- Parent house: unknown
- Titles: Various
- Founder: unknown
- Founding year: unknown

= Sa clan =

Baekje Korean noble clan

The Sa clan (沙氏) was a powerful noble clan of Baekje, one of the Three Kingdoms of Korea.

==History==
They were one of the "Great Eight Families" (Daeseongpaljok, 大姓八族) of Baekje: (Sa (沙氏), Yeon (燕氏), Hyeop (劦氏), Hae (解氏), Jin (眞氏), Guk (國氏), Mok (木氏), and Baek (苩氏)). This helped them gain high court positions in the government and military.

After the Battle at Mt. Amak fortress (阿莫山城) against Silla, At the beginning of the reign of King Mu of Baekje, the Great Eight Families lost a great deal of power. Among the families the Hae clan (who had led the battle), Hyeop, Jin and Mok disappeared from the central political stage leaving only the Yeon, Guk and Baek clans. The Sa clan promoted their influence by military force and produced a queen in the late reign of Mu of Baekje.

They did not lose their status as central nobles during the reign of the last King, Uija of Baekje by colluding with royal authority.

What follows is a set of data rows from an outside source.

use derive_setters::Setters;
use tch::Device;

use crate::{model::Architecture, shared::Optimizer, trajectory::RewardClip};

/// Settings fixed for the lifetime of a training run.
#[must_use]
#[derive(Setters, Clone, Copy, Debug)]
pub struct Config {
    pub device: Device,
    pub architecture: Architecture,
    /// Number of stacked frames per observation.
    pub history_len: usize,
    /// Discount factor.
    pub gamma: f32,
    pub reward_clip: Option<RewardClip>,
    pub optimizer: Optimizer,
    /// Cap on the global L2 norm of each applied gradient.
    pub max_grad_norm: Option<f64>,
}

impl Default for Config {
    fn default() -> Self {
        Self {
            device: Device::Cpu,
            architecture: Architecture::default(),
            history_len: 4,
            gamma: 0.99,
            reward_clip: Some(RewardClip::UNIT),
            optimizer: Optimizer::default(),
            max_grad_norm: Some(40.0),
        }
    }
}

The Buyeo clan (the royal family, 扶餘氏) acquired influence with the collapse of the Great Eight Families. After King Uija acceded the throne, royal might be also divided and the lineal descendant of the royal clan with the king at its center and in control of a political situation. Among the Great Eight Families, Yeon and Baek clans fell behind and only clans of Sa and Guk maintained their status as central nobles. In the late Baekje, all the Great Eight Families except for Sa and Guk clans lost their status as the central nobles and were degraded to local influence at last.

==Known members==
The records of the Sa clan are sparse and broken, making it hard to create a family tree but can be viewed as a timeline.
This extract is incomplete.